Nowhere was this uneasy balance between the old and
the new more clearly demonstrated than in politics and
government.
In its broad outlines, the new political system followed
the Soviet pattern. Yet from the start, CCP leaders made
it clear that the Chinese model would differ from the Soviet
in important respects. Whereas the Bolsheviks had
severely distrusted nonrevolutionary elements in Russia
and established a minority government based on the radical
left, Mao and his colleagues were more confident that
they possessed the basic support of the majority of the
Chinese people. Under New Democracy, the party attempted
to reach out to all progressive classes in the population
to maintain the alliance that had brought it to
power in the first place.
The primary link between the regime and the population
was the system of “mass organizations,” representing
peasants, workers, women, religious groups, writers, and
artists. The party had established these associations during
the 1920s to mobilize support for the revolution. Now
they served as a conduit between party and people, enabling
the leaders to assess the attitude of the masses
while at the same time seeking their support for the
party’s programs. Behind this facade of representative institutions
stood the awesome power of the CCP.
Initially, this “mass line” system worked fairly well.
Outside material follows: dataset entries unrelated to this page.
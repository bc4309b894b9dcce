pub mod health;
pub mod messages;
pub mod presence;

use axum::Router;
use utoipa::OpenApi;

use crate::AppState;

pub fn router() -> Router<AppState> {
    Router::new()
        .merge(health::router())
        .merge(crate::gateway::server::router())
        .nest("/api/v1", messages::router().merge(presence::router()))
}

#[derive(OpenApi)]
#[openapi(
    paths(
        health::health,
        messages::list_messages,
        presence::presence,
    ),
    components(
        schemas(
            crate::error::ApiErrorBody,
            crate::error::ApiErrorDetail,
            crate::models::message::ChatMessage,
            health::HealthResponse,
            messages::ListMessagesResponse,
            presence::PresenceResponse,
        )
    ),
    tags(
        (name = "Health", description = "Health check"),
        (name = "Messages", description = "Room message history"),
        (name = "Presence", description = "Connected users"),
    )
)]
pub struct ApiDoc;
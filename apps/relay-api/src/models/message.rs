use chrono::{DateTime, Utc};
use diesel::prelude::*;
use serde::Serialize;
use utoipa::ToSchema;

use crate::db::schema::chat_messages;

/// A persisted chat message. Immutable once written.
#[derive(Debug, Clone, PartialEq, Queryable, Selectable, Serialize, ToSchema)]
#[diesel(table_name = chat_messages)]
pub struct ChatMessage {
    #[serde(serialize_with = "serialize_id")]
    #[schema(value_type = String)]
    pub id: i64,
    pub room_id: String,
    pub sender_id: String,
    /// Display name captured when the message was sent.
    pub sender_name: String,
    pub body: String,
    pub created_at: DateTime<Utc>,
}

/// Fields supplied by the relay when appending a message. The store assigns
/// the id and timestamp.
#[derive(Debug, Clone)]
pub struct AppendMessage {
    pub room_id: String,
    pub sender_id: String,
    pub sender_name: String,
    pub body: String,
}

#[derive(Debug, Insertable)]
#[diesel(table_name = chat_messages)]
pub struct NewChatMessage<'a> {
    pub id: i64,
    pub room_id: &'a str,
    pub sender_id: &'a str,
    pub sender_name: &'a str,
    pub body: &'a str,
    pub created_at: DateTime<Utc>,
}

// Snowflakes exceed JavaScript's safe integer range.
fn serialize_id<S: serde::Serializer>(id: &i64, s: S) -> Result<S::Ok, S::Error> {
    s.serialize_str(&id.to_string())
}
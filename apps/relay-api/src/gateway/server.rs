//! WebSocket upgrade handler and per-connection event loop.

use std::time::Duration;

use axum::extract::ws::{Message, WebSocket};
use axum::extract::{State, WebSocketUpgrade};
use axum::response::IntoResponse;
use axum::routing::get;
use axum::Router;
use futures_util::stream::SplitSink;
use futures_util::{SinkExt, StreamExt};
use relay_common::ConnectionId;
use tokio::time;

use crate::AppState;

use super::engine::RelayEngine;
use super::events::{ClientEvent, ServerEvent};

/// Close codes (4000-range for application-level).
const CLOSE_UNKNOWN_ERROR: u16 = 4000;
const CLOSE_SESSION_TIMEOUT: u16 = 4009;

/// Floor for the heartbeat deadline; `time::interval` rejects a zero period.
const MIN_HEARTBEAT_DEADLINE: Duration = Duration::from_millis(1);

type WsSink = SplitSink<WebSocket, Message>;

pub fn router() -> Router<AppState> {
    Router::new().route("/gateway", get(ws_upgrade))
}

async fn ws_upgrade(ws: WebSocketUpgrade, State(state): State<AppState>) -> impl IntoResponse {
    ws.on_upgrade(move |socket| handle_connection(socket, state))
}

async fn handle_connection(socket: WebSocket, state: AppState) {
    let engine = state.relay.clone();
    let (connection_id, mut outbound) = engine.connect();
    let _cleanup = DisconnectGuard {
        engine: engine.clone(),
        connection_id: connection_id.clone(),
    };
    let (mut ws_tx, mut ws_rx) = socket.split();

    engine.send_to(
        &connection_id,
        ServerEvent::Ready {
            connection_id: connection_id.clone(),
            heartbeat_interval: state.config.heartbeat_interval_ms,
        },
    );

    let mut heartbeat_timer = time::interval(heartbeat_deadline(state.config.heartbeat_interval_ms));
    heartbeat_timer.tick().await; // First tick fires immediately; skip it.
    let mut got_activity = true;

    loop {
        tokio::select! {
            msg = ws_rx.next() => {
                match msg {
                    Some(Ok(Message::Text(text))) => {
                        got_activity = true;
                        let value: serde_json::Value = match serde_json::from_str(&text) {
                            Ok(v) => v,
                            Err(_) => {
                                let _ = send_close(&mut ws_tx, CLOSE_UNKNOWN_ERROR, "Invalid JSON").await;
                                break;
                            }
                        };
                        match serde_json::from_value::<ClientEvent>(value) {
                            Ok(event) => dispatch(&engine, &connection_id, event).await,
                            Err(err) => {
                                engine.send_to(
                                    &connection_id,
                                    ServerEvent::error("INVALID_PAYLOAD", err.to_string()),
                                );
                            }
                        }
                    }
                    Some(Ok(Message::Ping(_))) | Some(Ok(Message::Pong(_))) => {
                        got_activity = true;
                    }
                    Some(Ok(Message::Close(_))) | None => break,
                    Some(Err(e)) => {
                        tracing::debug!(?e, %connection_id, "ws read error");
                        break;
                    }
                    _ => continue,
                }
            }

            Some(event) = outbound.recv() => {
                let json = match serde_json::to_string(event.as_ref()) {
                    Ok(json) => json,
                    Err(err) => {
                        tracing::error!(?err, event = event.name(), "failed to encode event");
                        continue;
                    }
                };
                if ws_tx.send(Message::Text(json.into())).await.is_err() {
                    break;
                }
            }

            _ = heartbeat_timer.tick() => {
                if !got_activity {
                    tracing::debug!(%connection_id, "heartbeat timeout, closing connection");
                    let _ = send_close(&mut ws_tx, CLOSE_SESSION_TIMEOUT, "Heartbeat timeout").await;
                    break;
                }
                got_activity = false;
            }
        }
    }
}

/// Clients must show activity within 1.5× the advertised interval.
fn heartbeat_deadline(interval_ms: u64) -> Duration {
    Duration::from_millis(interval_ms.saturating_mul(3) / 2).max(MIN_HEARTBEAT_DEADLINE)
}

/// Removes the connection from the relay when the connection task ends,
/// whether the loop exits normally or unwinds.
struct DisconnectGuard {
    engine: RelayEngine,
    connection_id: ConnectionId,
}

impl Drop for DisconnectGuard {
    fn drop(&mut self) {
        self.engine.handle_disconnect(&self.connection_id);
    }
}

/// Apply one inbound event. Failures are reported to this connection only.
async fn dispatch(engine: &RelayEngine, connection_id: &ConnectionId, event: ClientEvent) {
    match event {
        ClientEvent::Join(payload) => {
            if let Some(user_id) = payload.user_id.as_deref() {
                engine.identify(connection_id, user_id);
            }
            match engine.handle_join(connection_id, &payload.room_id) {
                Ok(_) => {
                    engine.send_to(connection_id, ServerEvent::Joined { room_id: payload.room_id });
                }
                Err(err) => {
                    engine.send_to(connection_id, ServerEvent::from(&err));
                }
            }
        }
        ClientEvent::Leave(payload) => {
            engine.handle_leave(connection_id, &payload.room_id);
            engine.send_to(connection_id, ServerEvent::Left { room_id: payload.room_id });
        }
        ClientEvent::Message(payload) => {
            if let Err(err) = engine
                .handle_message(connection_id, &payload.room_id, &payload.sender_id, &payload.body)
                .await
            {
                tracing::debug!(%connection_id, room_id = %payload.room_id, code = err.code(), "message rejected");
                engine.send_to(connection_id, ServerEvent::from(&err));
            }
        }
        ClientEvent::Heartbeat(payload) => {
            engine.send_to(connection_id, ServerEvent::HeartbeatAck { ack: payload.seq });
        }
    }
}

/// Send a WebSocket close frame with a code and reason.
async fn send_close(ws_tx: &mut WsSink, code: u16, reason: &str) -> Result<(), axum::Error> {
    let close_msg = Message::Close(Some(axum::extract::ws::CloseFrame {
        code,
        reason: reason.to_string().into(),
    }));
    ws_tx.send(close_msg).await
}
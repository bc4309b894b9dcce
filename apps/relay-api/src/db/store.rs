//! Append-only chat message persistence.

use std::sync::atomic::{AtomicBool, Ordering};
use std::sync::Arc;

use async_trait::async_trait;
use chrono::Utc;
use diesel::prelude::*;
use diesel_async::pooled_connection::deadpool::PoolError;
use parking_lot::Mutex;
use relay_common::{ClockError, SnowflakeGenerator};

use crate::db::pool::DbPool;
use crate::db::schema::chat_messages;
use crate::models::message::{AppendMessage, ChatMessage, NewChatMessage};

#[derive(Debug, thiserror::Error)]
pub enum StoreError {
    #[error("database error: {0}")]
    Database(#[from] diesel::result::Error),
    #[error("connection pool error: {0}")]
    Pool(#[from] PoolError),
    #[error("message id generation failed: {0}")]
    Clock(#[from] ClockError),
    #[error("message store unavailable: {0}")]
    Unavailable(String),
}

/// Durable record of chat messages keyed by room.
///
/// `append` never mutates or deletes existing records. A returned error means
/// nothing was written.
#[async_trait]
pub trait MessageStore: Send + Sync {
    async fn append(&self, message: AppendMessage) -> Result<ChatMessage, StoreError>;

    /// Up to `limit` messages of a room older than `before` (a message id),
    /// returned oldest first.
    async fn history(
        &self,
        room_id: &str,
        before: Option<i64>,
        limit: i64,
    ) -> Result<Vec<ChatMessage>, StoreError>;
}

// ---------------------------------------------------------------------------
// PostgreSQL implementation
// ---------------------------------------------------------------------------

pub struct PgMessageStore {
    db: DbPool,
    ids: Arc<SnowflakeGenerator>,
}

impl PgMessageStore {
    pub fn new(db: DbPool, ids: Arc<SnowflakeGenerator>) -> Self {
        Self { db, ids }
    }
}

#[async_trait]
impl MessageStore for PgMessageStore {
    async fn append(&self, message: AppendMessage) -> Result<ChatMessage, StoreError> {
        let mut conn = self.db.get().await?;
        let id = self.ids.generate()?;

        let row: ChatMessage = diesel_async::RunQueryDsl::get_result(
            diesel::insert_into(chat_messages::table)
                .values(NewChatMessage {
                    id,
                    room_id: &message.room_id,
                    sender_id: &message.sender_id,
                    sender_name: &message.sender_name,
                    body: &message.body,
                    created_at: Utc::now(),
                })
                .returning(ChatMessage::as_returning()),
            &mut conn,
        )
        .await?;

        Ok(row)
    }

    async fn history(
        &self,
        room_id: &str,
        before: Option<i64>,
        limit: i64,
    ) -> Result<Vec<ChatMessage>, StoreError> {
        let mut conn = self.db.get().await?;

        let mut query = chat_messages::table
            .filter(chat_messages::room_id.eq(room_id))
            .into_boxed::<diesel::pg::Pg>();
        if let Some(before) = before {
            query = query.filter(chat_messages::id.lt(before));
        }

        let mut rows: Vec<ChatMessage> = diesel_async::RunQueryDsl::load(
            query
                .order(chat_messages::id.desc())
                .limit(limit)
                .select(ChatMessage::as_select()),
            &mut conn,
        )
        .await?;

        rows.reverse();
        Ok(rows)
    }
}

// ---------------------------------------------------------------------------
// In-memory implementation (tests / database-less runs)
// ---------------------------------------------------------------------------

pub struct MemoryMessageStore {
    ids: SnowflakeGenerator,
    messages: Mutex<Vec<ChatMessage>>,
    unavailable: AtomicBool,
}

impl MemoryMessageStore {
    pub fn new() -> Self {
        Self {
            ids: SnowflakeGenerator::new(0),
            messages: Mutex::new(Vec::new()),
            unavailable: AtomicBool::new(false),
        }
    }

    /// Make every subsequent `append` fail (or succeed again).
    pub fn set_unavailable(&self, unavailable: bool) {
        self.unavailable.store(unavailable, Ordering::SeqCst);
    }

    pub fn len(&self) -> usize {
        self.messages.lock().len()
    }

    pub fn is_empty(&self) -> bool {
        self.len() == 0
    }

    /// All stored messages of a room in append order.
    pub fn room_messages(&self, room_id: &str) -> Vec<ChatMessage> {
        self.messages
            .lock()
            .iter()
            .filter(|m| m.room_id == room_id)
            .cloned()
            .collect()
    }
}

impl Default for MemoryMessageStore {
    fn default() -> Self {
        Self::new()
    }
}

#[async_trait]
impl MessageStore for MemoryMessageStore {
    async fn append(&self, message: AppendMessage) -> Result<ChatMessage, StoreError> {
        if self.unavailable.load(Ordering::SeqCst) {
            return Err(StoreError::Unavailable("memory store disabled".to_string()));
        }

        // id and push happen under one lock so append order matches id order.
        let mut messages = self.messages.lock();
        let row = ChatMessage {
            id: self.ids.generate()?,
            room_id: message.room_id,
            sender_id: message.sender_id,
            sender_name: message.sender_name,
            body: message.body,
            created_at: Utc::now(),
        };
        messages.push(row.clone());
        Ok(row)
    }

    async fn history(
        &self,
        room_id: &str,
        before: Option<i64>,
        limit: i64,
    ) -> Result<Vec<ChatMessage>, StoreError> {
        let messages = self.messages.lock();
        let limit = usize::try_from(limit).unwrap_or(0);
        let mut page: Vec<ChatMessage> = messages
            .iter()
            .rev()
            .filter(|m| m.room_id == room_id)
            .filter(|m| before.map_or(true, |b| m.id < b))
            .take(limit)
            .cloned()
            .collect();
        page.reverse();
        Ok(page)
    }
}
pub mod config;
pub mod db;
pub mod error;
pub mod gateway;
pub mod identity;
pub mod models;
pub mod routes;

use std::sync::Arc;

use config::Config;
use db::store::MessageStore;
use gateway::engine::{EngineSettings, RelayEngine};
use identity::IdentityDirectory;

/// Shared application state available to all route handlers.
#[derive(Clone)]
pub struct AppState {
    pub config: Arc<Config>,
    pub relay: RelayEngine,
}

impl AppState {
    /// Wire a relay to its message store and identity directory.
    pub fn new(
        config: Config,
        store: Arc<dyn MessageStore>,
        directory: Arc<dyn IdentityDirectory>,
    ) -> Self {
        let relay = RelayEngine::new(store, directory, EngineSettings::from(&config));
        Self {
            config: Arc::new(config),
            relay,
        }
    }
}
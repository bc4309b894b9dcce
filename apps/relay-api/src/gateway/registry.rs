//! Room membership registry: which live connections belong to which rooms.
//!
//! Rooms are not stored entities. A room exists while at least one connection
//! is a member of it and disappears from the map when its last member leaves.

use std::collections::{HashMap, HashSet};

use parking_lot::Mutex;
use relay_common::ConnectionId;

#[derive(Default)]
struct Memberships {
    /// room id → member connections.
    rooms: HashMap<String, HashSet<ConnectionId>>,
    /// connection → rooms it has joined (reverse index for disconnect).
    connections: HashMap<ConnectionId, HashSet<String>>,
}

/// In-memory room membership, shared by all connections of one relay.
///
/// Both indexes sit behind a single `parking_lot::Mutex` so every mutation is
/// atomic across them.
#[derive(Default)]
pub struct RoomRegistry {
    inner: Mutex<Memberships>,
}

impl RoomRegistry {
    pub fn new() -> Self {
        Self::default()
    }

    /// Add a connection to a room. Returns `false` if it was already a member.
    pub fn add_member(&self, room_id: &str, connection_id: &ConnectionId) -> bool {
        let mut m = self.inner.lock();
        let inserted = m
            .rooms
            .entry(room_id.to_string())
            .or_default()
            .insert(connection_id.clone());
        if inserted {
            m.connections
                .entry(connection_id.clone())
                .or_default()
                .insert(room_id.to_string());
        }
        inserted
    }

    /// Remove a connection from one room. Returns `false` if it was not a member.
    pub fn remove_member(&self, room_id: &str, connection_id: &ConnectionId) -> bool {
        let mut m = self.inner.lock();
        let removed = match m.rooms.get_mut(room_id) {
            Some(members) => {
                let removed = members.remove(connection_id);
                if members.is_empty() {
                    m.rooms.remove(room_id);
                }
                removed
            }
            None => false,
        };
        if removed {
            if let Some(rooms) = m.connections.get_mut(connection_id) {
                rooms.remove(room_id);
                if rooms.is_empty() {
                    m.connections.remove(connection_id);
                }
            }
        }
        removed
    }

    /// Remove a connection from every room. Returns the rooms it left.
    pub fn remove_connection(&self, connection_id: &ConnectionId) -> Vec<String> {
        let mut m = self.inner.lock();
        let Some(rooms) = m.connections.remove(connection_id) else {
            return Vec::new();
        };
        for room_id in &rooms {
            if let Some(members) = m.rooms.get_mut(room_id) {
                members.remove(connection_id);
                if members.is_empty() {
                    m.rooms.remove(room_id);
                }
            }
        }
        let mut left: Vec<String> = rooms.into_iter().collect();
        left.sort();
        left
    }

    /// Snapshot of a room's current members.
    pub fn list_members(&self, room_id: &str) -> Vec<ConnectionId> {
        self.inner
            .lock()
            .rooms
            .get(room_id)
            .map(|members| members.iter().cloned().collect())
            .unwrap_or_default()
    }

    pub fn is_member(&self, room_id: &str, connection_id: &ConnectionId) -> bool {
        self.inner
            .lock()
            .rooms
            .get(room_id)
            .is_some_and(|members| members.contains(connection_id))
    }

    /// Rooms a connection currently belongs to, sorted.
    pub fn rooms_of(&self, connection_id: &ConnectionId) -> Vec<String> {
        let mut rooms: Vec<String> = self
            .inner
            .lock()
            .connections
            .get(connection_id)
            .map(|rooms| rooms.iter().cloned().collect())
            .unwrap_or_default();
        rooms.sort();
        rooms
    }

    /// Number of rooms with at least one member.
    pub fn room_count(&self) -> usize {
        self.inner.lock().rooms.len()
    }
}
True, opposition to the regime was ruthlessly suppressed,
but on the positive side, China finally had a government
that appeared to be “for the people.” Although there was
no pretense at Western-style democracy, and official corruption
and bureaucratic mismanagement and arrogance
had by no means been entirely eliminated, the new ruling
class came preponderantly from workers and peasants and
was more willing than its predecessors to listen to the
complaints and aspirations of its constituents.
A good example of the party’s mass line policy was the
land reform program, which redistributed farmland to the
poor. The program was carried out at the village level by
land reform cadres who urged local farmers to establish
tribunals to confiscate the lands of the landlord class and
assign them to poor or landless peasants, thus giving the
impression that the policy was locally inspired rather
than imposed, Soviet-style, from the top down.
But the adoption of the Great Leap Forward betrayed
a fundamental weakness in the policy of the mass line.
While declaring his willingness to listen to the concerns
of the population, Mao was also determined to build
a utopian society based on Marxist-Leninist principles.
Popular acceptance of nationalization and collectivization
during the mid-1950s indicates that the Chinese
people were not entirely hostile to socialism, but when
those programs were carried to an extreme during the
Great Leap Forward, many Chinese, even within the
party, resisted and forced the government to abandon
the program.
The failure of the Great Leap Forward split the CCP
and led to the revolutionary disturbances of the following
decade. Some of Mao’s associates had opposed his radical
approach and now sought to adopt a more cautious road
to nation building. To Mao, such views were a betrayal of
the party’s revolutionary principles. The Cultural Revolution,
which he launched in 1966, can be seen above all
as his attempt to cleanse the system of its impurities and
put Chinese society back on the straight road to egalitarian
communism.
Many of his compatriots evidently shared his beliefs.
Young people in particular, alienated by the lack of
job opportunities, flocked to his cause and served with
enthusiasm in the Red Guard organizations that became
the shock troops of the revolution. But the enthusiasms
aroused by the Cultural Revolution did not last. As in the
French Revolution, the efforts to achieve revolutionary
purity eventually alienated all except the most radical elements
in the country, and a period of reaction inevitably
set in. In China, revolutionary fervor gave way to a new
era in which belief in socialist ideals was replaced by a
more practical desire for material benefits.